Should i be concerned?


----------



## Random Orbits (Apr 22, 2012)

cezargalang said:


> It moves when i wiggle the camera. But it fits tightly. I'm scared that there might be something loose on my body, because on a 7D and 500d it wasn't like this at all.
> 
> Should i be concerned?



Rotational play or axial play? It shouldn't move along the lens axis. Mine also wiggles a tad rotationally (limited by the locking pin). If it's rotational and the play is minimal, then it's a tolerance stackup issue that is inherent in any manufactured process. My 70-200 also seems the "loosest" of all my lenses. Try moving the mount ring on your camera and lens with the lens off. It it moves at all, then you would want to tighten it or have someone take a look.


----------



## prakashanand (Apr 22, 2012)

I have the same issue with my 5d2 and 70-200 2.8 2.. I didnt have anything like that with my 7d. I think its perfectly normal.


----------



## Northstar (Apr 22, 2012)

I think I know what you're talking about. 

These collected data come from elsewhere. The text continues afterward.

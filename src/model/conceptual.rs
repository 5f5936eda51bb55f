use serde::{Deserialize, Serialize};

use super::entity::{EntityBase, EntityType, impl_generated};
use crate::id::EntityId;

/// Deity-like concept born from a mortal race's worship.
#[derive(Debug, Clone, PartialEq, Serialize, Deserialize)]
#[serde(rename_all = "camelCase")]
pub struct ConceptualBeing {
    #[serde(flatten)]
    pub base: EntityBase,
    /// Concept key from the global concept pool ("war", "forge", ...).
    pub concept: String,
    /// The race whose worship gave rise to this being; equal to `parent_id`.
    pub race_id: EntityId,
    pub worshiped_by: Vec<EntityId>,
}

impl_generated!(ConceptualBeing, EntityType::ConceptualBeing);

My 70-200 ii on my 5diii "moves" a little when i gently jiggle the camera(lens facing down). i've determined that the cause is some rotational play at the mount..even though this rotation is less than a millimeter. I've gone to three different camera stores and tried the same combo at each (and on the 5dii also) the little bit of "play" is there on every one them, some more than others. (I also checked the nikon 70-200 on a d700- it also had some play) So I've tried 7 or 8 different combos including the nikon and they all exhibit some of this "wiggle" or "play" if you gently shake them(lens pointed down) and/or move them in a certain direction suddenly..I also tried a sigma 70-200 on a 5d3 body and it did the same thing.

what i did to ease my mind is this....I held the camera and lens in my hands and twisted(rotated) the lens(gently) while holding the body still....this is how i determined mine had a little rotational play.(and every one of the others mentioned above) I then tried (ever so gently) to push and pull the lens away from the body....*it did not move like it did in a rotational way.*

if your combo has a little rotational play and the images are sharp...then you have a normal situation. 

If your combo can be push / pulled even just a little bit, then you may have a problem. 

I'm not an expert at this stuff by any means, but I have spent considerable time reading and learning about this issue.
Good luck.


----------



## ScottyP (Apr 22, 2012)

Too much "squish room" built in for the weather sealing gaskets to handle firmly?


----------



## epiem (Apr 22, 2012)

I have a few 5DmII's and I can confirm that, YES, it does this on each one with the 70-200 2.8 II

At first I thought one of my bodies or the lens was damaged, but after getting another 70-200 and a couple more bodies, I found that it-is-what-it-is.

/shrug


----------



## cezargalang (Apr 23, 2012)

Northstar said:


> If your combo can be push / pulled even just a little bit, then you may have a problem.



Do you mean literally pull and push the lens away from the camera? 


Tried it on my 17-40 and a 85 1.2 that i burrowed, it seems that it only wiggles on the 70-200. :-\


----------